**TASK DETAILS**
Copy out the lines below that hold the word "MessageDescriptor".

Stored items:

# # # # # # #

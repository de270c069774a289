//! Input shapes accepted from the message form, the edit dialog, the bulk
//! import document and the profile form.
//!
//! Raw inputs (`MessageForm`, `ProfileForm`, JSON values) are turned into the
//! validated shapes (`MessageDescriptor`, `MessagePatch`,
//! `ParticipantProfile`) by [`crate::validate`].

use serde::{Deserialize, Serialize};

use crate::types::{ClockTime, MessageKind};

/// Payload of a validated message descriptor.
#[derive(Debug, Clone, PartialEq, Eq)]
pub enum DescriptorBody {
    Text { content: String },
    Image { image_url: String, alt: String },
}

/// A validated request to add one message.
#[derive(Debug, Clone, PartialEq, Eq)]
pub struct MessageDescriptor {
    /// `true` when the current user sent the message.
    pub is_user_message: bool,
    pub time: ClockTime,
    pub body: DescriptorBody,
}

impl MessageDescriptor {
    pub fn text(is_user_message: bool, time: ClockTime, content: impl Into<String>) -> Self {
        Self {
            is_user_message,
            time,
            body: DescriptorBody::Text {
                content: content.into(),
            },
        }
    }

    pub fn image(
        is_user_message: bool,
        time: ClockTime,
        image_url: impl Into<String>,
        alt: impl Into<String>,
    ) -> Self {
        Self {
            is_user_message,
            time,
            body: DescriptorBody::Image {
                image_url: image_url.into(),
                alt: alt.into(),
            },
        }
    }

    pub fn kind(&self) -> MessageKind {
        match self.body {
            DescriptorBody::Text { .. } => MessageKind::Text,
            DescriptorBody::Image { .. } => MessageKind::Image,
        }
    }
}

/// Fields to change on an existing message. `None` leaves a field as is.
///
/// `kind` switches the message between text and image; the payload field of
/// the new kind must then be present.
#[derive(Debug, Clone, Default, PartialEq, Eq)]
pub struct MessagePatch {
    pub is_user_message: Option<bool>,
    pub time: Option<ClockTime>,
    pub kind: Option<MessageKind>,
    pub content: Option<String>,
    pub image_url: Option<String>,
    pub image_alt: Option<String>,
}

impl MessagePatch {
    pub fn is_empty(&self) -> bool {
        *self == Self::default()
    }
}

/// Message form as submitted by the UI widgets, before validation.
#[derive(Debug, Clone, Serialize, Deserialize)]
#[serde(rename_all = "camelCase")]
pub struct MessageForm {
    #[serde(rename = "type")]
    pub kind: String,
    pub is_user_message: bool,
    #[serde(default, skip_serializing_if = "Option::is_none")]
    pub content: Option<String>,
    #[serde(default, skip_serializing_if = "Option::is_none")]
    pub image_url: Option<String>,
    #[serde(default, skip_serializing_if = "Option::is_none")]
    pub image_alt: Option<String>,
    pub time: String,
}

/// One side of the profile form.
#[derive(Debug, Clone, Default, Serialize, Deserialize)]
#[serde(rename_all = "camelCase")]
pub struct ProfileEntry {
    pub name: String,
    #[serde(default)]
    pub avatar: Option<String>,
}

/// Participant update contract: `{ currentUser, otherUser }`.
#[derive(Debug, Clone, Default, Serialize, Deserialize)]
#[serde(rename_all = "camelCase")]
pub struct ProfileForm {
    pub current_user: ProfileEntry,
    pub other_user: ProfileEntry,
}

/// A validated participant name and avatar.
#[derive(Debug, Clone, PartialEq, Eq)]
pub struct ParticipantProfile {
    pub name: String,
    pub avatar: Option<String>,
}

# # # # # # #

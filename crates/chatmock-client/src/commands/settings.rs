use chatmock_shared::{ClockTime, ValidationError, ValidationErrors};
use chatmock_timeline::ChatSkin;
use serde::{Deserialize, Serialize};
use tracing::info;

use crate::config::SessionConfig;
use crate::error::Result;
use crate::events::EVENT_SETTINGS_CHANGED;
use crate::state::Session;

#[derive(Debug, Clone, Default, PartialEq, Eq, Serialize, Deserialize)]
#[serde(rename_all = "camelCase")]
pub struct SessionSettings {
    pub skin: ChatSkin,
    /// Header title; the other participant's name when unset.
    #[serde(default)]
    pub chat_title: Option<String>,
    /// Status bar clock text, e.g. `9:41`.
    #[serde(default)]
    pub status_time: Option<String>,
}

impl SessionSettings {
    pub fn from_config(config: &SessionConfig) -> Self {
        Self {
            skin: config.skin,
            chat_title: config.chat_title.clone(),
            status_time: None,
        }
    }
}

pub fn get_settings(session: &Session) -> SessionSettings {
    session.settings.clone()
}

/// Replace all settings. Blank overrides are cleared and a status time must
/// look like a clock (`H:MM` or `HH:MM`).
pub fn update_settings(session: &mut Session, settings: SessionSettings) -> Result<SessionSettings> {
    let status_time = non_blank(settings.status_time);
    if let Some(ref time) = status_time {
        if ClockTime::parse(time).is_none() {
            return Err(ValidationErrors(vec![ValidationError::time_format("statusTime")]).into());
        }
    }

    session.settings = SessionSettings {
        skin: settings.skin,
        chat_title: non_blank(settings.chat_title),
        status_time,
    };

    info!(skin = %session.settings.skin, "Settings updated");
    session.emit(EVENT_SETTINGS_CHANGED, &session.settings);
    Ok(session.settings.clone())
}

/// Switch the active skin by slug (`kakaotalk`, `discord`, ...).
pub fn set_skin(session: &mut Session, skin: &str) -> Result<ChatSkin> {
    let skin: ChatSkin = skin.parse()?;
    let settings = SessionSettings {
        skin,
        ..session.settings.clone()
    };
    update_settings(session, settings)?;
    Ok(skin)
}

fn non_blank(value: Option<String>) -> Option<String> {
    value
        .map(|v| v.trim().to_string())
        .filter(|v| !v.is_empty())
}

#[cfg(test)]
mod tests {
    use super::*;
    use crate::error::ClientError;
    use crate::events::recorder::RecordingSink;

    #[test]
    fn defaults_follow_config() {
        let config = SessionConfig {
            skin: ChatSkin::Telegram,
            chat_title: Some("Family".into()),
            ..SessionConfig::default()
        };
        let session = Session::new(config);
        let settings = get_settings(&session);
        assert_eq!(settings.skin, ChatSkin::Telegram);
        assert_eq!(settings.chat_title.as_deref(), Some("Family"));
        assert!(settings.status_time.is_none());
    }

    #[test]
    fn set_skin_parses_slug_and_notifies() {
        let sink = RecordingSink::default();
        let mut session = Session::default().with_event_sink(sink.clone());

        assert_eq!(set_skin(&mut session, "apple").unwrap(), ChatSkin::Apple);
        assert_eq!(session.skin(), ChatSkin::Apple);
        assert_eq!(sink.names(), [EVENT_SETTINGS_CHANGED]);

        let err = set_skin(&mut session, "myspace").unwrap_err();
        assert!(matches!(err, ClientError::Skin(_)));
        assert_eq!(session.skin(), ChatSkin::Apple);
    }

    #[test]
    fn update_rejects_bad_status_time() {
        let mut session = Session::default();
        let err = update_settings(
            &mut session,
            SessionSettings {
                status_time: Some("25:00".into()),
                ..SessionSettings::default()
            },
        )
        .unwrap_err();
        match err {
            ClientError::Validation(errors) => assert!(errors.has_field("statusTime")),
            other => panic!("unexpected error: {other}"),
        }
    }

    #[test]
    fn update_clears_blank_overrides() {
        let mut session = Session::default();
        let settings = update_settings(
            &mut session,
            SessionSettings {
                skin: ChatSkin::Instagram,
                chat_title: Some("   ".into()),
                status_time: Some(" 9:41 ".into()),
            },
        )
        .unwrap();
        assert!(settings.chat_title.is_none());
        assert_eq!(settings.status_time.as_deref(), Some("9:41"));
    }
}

# # # # # # #

**SOLUTION TO THIS EXERCISE**
//! validated shapes (`MessageDescriptor`, `MessagePatch`,
pub struct MessageDescriptor {
impl MessageDescriptor {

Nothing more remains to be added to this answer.